What is the biggest challenge you have faced so far in your business, and how did you overcome it?
I think the biggest strategic challenge in building any company is identifying the right team members and partners, making sure that each person is in the right role for themselves and for the broader chemistry of the team.
It can be tricky and sometimes you have to make hard decisions, but is critical to the vitality of the company. And then the biggest tactical challenge of course has come from balancing fundraising and operations.
We have had a cautious approach to cap table management and take the responsibility of using investor dollars very seriously, which is good for the long term health of the company but also has meant some very tight months as we invest in product development/growth. It’s been a constant balancing act but thankfully we’re now well positioned for a larger round.
What do you consider are the main strengths of operating your business in Texas over other states in the US?
Houston has a very vibrant healthcare and research community which has served us well. On top of that, there is a lot of innovation and entrepreneurship going on in Texas which is wind in the sails. We certainly keep an eye on the tech and startup scenes in Austin/Houston to help us stay sharp.

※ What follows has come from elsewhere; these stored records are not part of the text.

pub mod config;
pub mod constants;
pub mod maze;
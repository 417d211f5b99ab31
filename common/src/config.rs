use std::{env, fmt, str::FromStr};

use crate::constants::{DEFAULT_COLS, DEFAULT_ROWS};

pub const COLS_KEY: &str = "MAZE_COLS";
pub const ROWS_KEY: &str = "MAZE_ROWS";
pub const SEED_KEY: &str = "MAZE_SEED";

#[derive(Debug, Clone, PartialEq, Eq)]
pub enum ConfigError {
    Invalid { key: &'static str, value: String },
    OutOfRange { key: &'static str, reason: &'static str },
}

impl fmt::Display for ConfigError {
    fn fmt(&self, f: &mut fmt::Formatter<'_>) -> fmt::Result {
        match self {
            ConfigError::Invalid { key, value } => {
                write!(f, "invalid value '{}' for {}", value, key)
            }
            ConfigError::OutOfRange { key, reason } => write!(f, "{} {}", key, reason),
        }
    }
}

impl std::error::Error for ConfigError {}

/// Dimensions and random seed of a maze. Passed to `MazeMaker::new`.
#[derive(Debug, Clone, Copy, PartialEq, Eq)]
pub struct MazeConfig {
    pub cols: usize,
    pub rows: usize,
    pub seed: Option<u64>,
}

impl Default for MazeConfig {
    fn default() -> Self {
        Self {
            cols: DEFAULT_COLS,
            rows: DEFAULT_ROWS,
            seed: None,
        }
    }
}

impl MazeConfig {
    pub fn new(cols: usize, rows: usize) -> Self {
        Self {
            cols,
            rows,
            seed: None,
        }
    }

    pub fn with_seed(mut self, seed: u64) -> Self {
        self.seed = Some(seed);
        self
    }

    pub fn cell_count(&self) -> usize {
        self.cols * self.rows
    }

    /// Reads `MAZE_COLS`, `MAZE_ROWS` and `MAZE_SEED`, after loading a `.env`
    /// file if there is one. Dimensions are not range-checked here; a zero
    /// dimension is rejected when the generator is built.
    pub fn from_env() -> Result<Self, ConfigError> {
        load_dotenv();

        let defaults = Self::default();
        Ok(Self {
            cols: env_var(COLS_KEY, defaults.cols)?,
            rows: env_var(ROWS_KEY, defaults.rows)?,
            seed: env_var_opt(SEED_KEY)?,
        })
    }
}

pub fn load_dotenv() {
    dotenvy::dotenv().ok();
}

pub fn env_var<T: FromStr>(key: &'static str, default: T) -> Result<T, ConfigError> {
    parse_var(key, env::var(key).ok(), default)
}

pub fn env_var_opt<T: FromStr>(key: &'static str) -> Result<Option<T>, ConfigError> {
    parse_var_opt(key, env::var(key).ok())
}

/// Parses a raw variable, falling back to `default` when it is unset or blank.
pub fn parse_var<T: FromStr>(
    key: &'static str,
    raw: Option<String>,
    default: T,
) -> Result<T, ConfigError> {
    Ok(parse_var_opt(key, raw)?.unwrap_or(default))
}

pub fn parse_var_opt<T: FromStr>(
    key: &'static str,
    raw: Option<String>,
) -> Result<Option<T>, ConfigError> {
    let Some(value) = raw else {
        return Ok(None);
    };

    let trimmed = value.trim().trim_matches('"').trim_matches('\'');
    if trimmed.is_empty() {
        return Ok(None);
    }

    trimmed
        .parse()
        .map(Some)
        .map_err(|_| ConfigError::Invalid { key, value })
}
use std::time::Duration;

use log::{info, warn};
use rand::Rng;

use common::maze::{MazeMaker, Snapshot, analysis};

use crate::config::ViewConfig;

#[derive(Clone, Copy, Debug, Eq, PartialEq)]
pub enum Phase {
    Carving,
    Finished,
}

/// Drives a `MazeMaker` from the frame loop: decides how often to step and
/// stops stepping once the maze is done.
pub struct Animation<R: Rng = rand::rngs::StdRng> {
    maker: MazeMaker<R>,
    steps_per_frame: usize,
    frame_delay: Duration,
    since_last_tick: Duration,
    phase: Phase,
}

impl<R: Rng> Animation<R> {
    pub fn new(maker: MazeMaker<R>, view: &ViewConfig) -> Self {
        let phase = if maker.is_finished() {
            Phase::Finished
        } else {
            Phase::Carving
        };

        Self {
            maker,
            steps_per_frame: view.steps_per_frame.max(1),
            frame_delay: view.frame_delay,
            since_last_tick: Duration::ZERO,
            phase,
        }
    }

    pub fn phase(&self) -> Phase {
        self.phase
    }

    pub fn snapshot(&self) -> Snapshot<'_> {
        self.maker.snapshot()
    }

    pub fn maker(&self) -> &MazeMaker<R> {
        &self.maker
    }

    /// Called once per frame with the time since the previous frame.
    pub fn update(&mut self, dt: Duration) -> Phase {
        if self.phase == Phase::Finished {
            return self.phase;
        }

        self.since_last_tick += dt;
        if self.since_last_tick < self.frame_delay {
            return self.phase;
        }
        self.since_last_tick = Duration::ZERO;

        for _ in 0..self.steps_per_frame {
            if self.maker.step().is_done() {
                self.finish();
                break;
            }
        }

        self.phase
    }

    pub fn restart(&mut self) {
        info!("starting a new maze");
        self.maker.reset();
        self.since_last_tick = Duration::ZERO;
        self.phase = Phase::Carving;
    }

    fn finish(&mut self) {
        self.phase = Phase::Finished;

        let report = analysis::inspect(self.maker.grid());
        if report.is_perfect() {
            info!("maze finished in {} steps: {}", self.maker.steps(), report);
        } else {
            warn!("maze finished but is not perfect: {}", report);
        }
    }
}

Are there any disadvantages of operating our business in Texas?
No, not really. We have a distributed, remote team so Texas is a nice, centralized place to be able to call home base.

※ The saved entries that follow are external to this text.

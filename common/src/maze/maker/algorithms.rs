pub mod backtrack;
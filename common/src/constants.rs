// Grid:
pub const DEFAULT_COLS: usize = 50;
pub const DEFAULT_ROWS: usize = 50;

// Window:
pub const DEFAULT_WINDOW_WIDTH: u32 = 800;
pub const DEFAULT_WINDOW_HEIGHT: u32 = 800;
pub const BORDER_PIXELS: u32 = 1; // Extra pixel so the right and bottom edges of the last cells are visible.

Texas has a pretty diverse population. How have you found the quickly changing demographics have impacted your business? Have you got new opportunities? Managed to expand your business into new areas?
We have users on OncoPower from all over the world and with all different backgrounds so while those types of population shifts may not impact our end product, we do obviously home in on those trends so we can adjust our marketing and outreach accordingly.
It is often reported that, in Texas, politics and business are intertwined. Have you noticed this? Has it impacted your business?
We’ve seen how political capital and relationships can help drive business introductions and whatnot. They won’t get you over the finish line, the company has to do that on their own, but knowing the right people can open doors.
But in terms of politics impacting OncoPower, thankfully we focus on building a respectful and supportive care community and haven’t had to moderate for those types of influences.
With rising prices across Texas (and the US as a whole) have you been impacted? Do you have a plan for dealing with inflation going forward?
With the current inflation, we’ve definitely taken the time to ensure that every last dollar we’re spending has impact and that our budget targets are being adjusted to reflect the real world.
That said, because we build a digital product, we don’t have to deal with things like fluctuating gas prices, supply chain issues, and maintaining a physical inventory which are all much more impacted by the current scenario.
What do you want to accomplish in the next 5 years with your business?
I want to grow OncoPower into a powerful ecosystem: a community of people supporting one another through cancer, a place where relevant players and advocacy groups can more directly reach patients, and whose core mission is saving lives by connecting people with important genetic testing/clinical trials/second opinions, etc. earlier than they would have experienced just floating through the traditional care setting.
I want to be able to reproduce this blueprint in other high-engagement specialties as well for horizontal growth. We already have core product coding and algorithms for repeating this in cardiology and are doing some early work on nephrology and rare diseases.
We recognize the value for enterprise partners in being able to have a similar product for other specialties.